Only the number is needed: count the lines below that hold the string "blockhash".

-------------------------

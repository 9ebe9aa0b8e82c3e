//! Pool resolution.
//!
//! Every epoch the registered darknodes are partitioned into pools. A node only
//! computes with the members of its own pool for the lifetime of the epoch.

use rayon::prelude::*;
use tracing::debug;

use crate::epoch::Epoch;
use crate::error::DarknodeError;
use crate::identity::{hash32, Address, NodeId};
use crate::threshold::threshold;

/// Ordered, immutable set of peer addresses for one epoch.
#[derive(Clone, Debug, PartialEq, Eq)]
pub struct Pool {
    addresses: Vec<Address>,
}

impl Pool {
    pub fn new(addresses: Vec<Address>) -> Self {
        Self { addresses }
    }

    pub fn addresses(&self) -> &[Address] {
        &self.addresses
    }

    pub fn size(&self) -> usize {
        self.addresses.len()
    }

    pub fn is_empty(&self) -> bool {
        self.addresses.is_empty()
    }

    pub fn contains(&self, address: &Address) -> bool {
        self.addresses.contains(address)
    }

    pub fn threshold(&self) -> usize {
        threshold(self.size())
    }
}

/// Maps a node to the pool it belongs to in a fixed epoch.
pub trait PoolResolver: Send + Sync {
    fn epoch(&self) -> &Epoch;

    fn pool(&self, id: &NodeId) -> Result<Pool, DarknodeError>;
}

/// Deterministic partition of the registered darknodes for one epoch.
///
/// Nodes are ranked by `blake2(blockhash || id)` and chunked into pools of
/// `pool_size`. A short trailing chunk is merged into the pool before it, so
/// every pool has at least `pool_size` members unless fewer nodes are
/// registered in total.
#[derive(Clone, Debug)]
pub struct DarkOcean {
    epoch: Epoch,
    pools: Vec<Pool>,
}

impl DarkOcean {
    pub fn new(epoch: Epoch, registered: &[NodeId], pool_size: usize) -> Result<Self, DarknodeError> {
        if pool_size == 0 {
            return Err(DarknodeError::InvalidParameter(
                "pool size must be positive".to_string(),
            ));
        }

        let mut ranked: Vec<([u8; 32], NodeId)> = registered
            .par_iter()
            .map(|id| (hash32(&[&epoch.blockhash, id.as_bytes()]), *id))
            .collect();
        ranked.par_sort_unstable();
        ranked.dedup_by(|a, b| a.1 == b.1);

        let mut pools: Vec<Pool> = ranked
            .chunks(pool_size)
            .map(|chunk| Pool::new(chunk.iter().map(|(_, id)| id.address()).collect()))
            .collect();
        if pools.len() > 1 && pools.last().map_or(false, |p| p.size() < pool_size) {
            if let Some(short) = pools.pop() {
                if let Some(last) = pools.last_mut() {
                    last.addresses.extend(short.addresses);
                }
            }
        }

        debug!(
            "epoch {}: {} nodes in {} pools",
            epoch.ordinal,
            ranked.len(),
            pools.len()
        );
        Ok(Self { epoch, pools })
    }

    pub fn pools(&self) -> &[Pool] {
        &self.pools
    }
}

impl PoolResolver for DarkOcean {
    fn epoch(&self) -> &Epoch {
        &self.epoch
    }

    fn pool(&self, id: &NodeId) -> Result<Pool, DarknodeError> {
        let address = id.address();
        self.pools
            .iter()
            .find(|pool| pool.contains(&address))
            .cloned()
            .ok_or_else(|| {
                DarknodeError::Pool(format!(
                    "node {} is not registered in epoch {}",
                    id, self.epoch.ordinal
                ))
            })
    }
}
/// Minimum number of cooperating parties required to reconstruct a secret
/// shared across a pool of `n` parties.
///
/// Integer division truncates, so `threshold(1) == 1` and `threshold(3) == 2`.
pub fn threshold(n: usize) -> usize {
    (n + 1) * 2 / 3
}
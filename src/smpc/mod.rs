//! Secure multi-party computation of order matches.
//!
//! - **shamir**: secret sharing over the BLS12-381 scalar field
//! - **delta**: delta fragments and reconstructed deltas
//! - **computer**: the engine traits and the reference engine

pub mod computer;
pub mod delta;
pub mod shamir;

pub use computer::{ComputerFactory, Computer, ShamirComputers, SmpcEngine};
pub use delta::{Delta, DeltaFragment, DeltaId};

-------------------------

## RESPONSE TO THE EXERCISE
2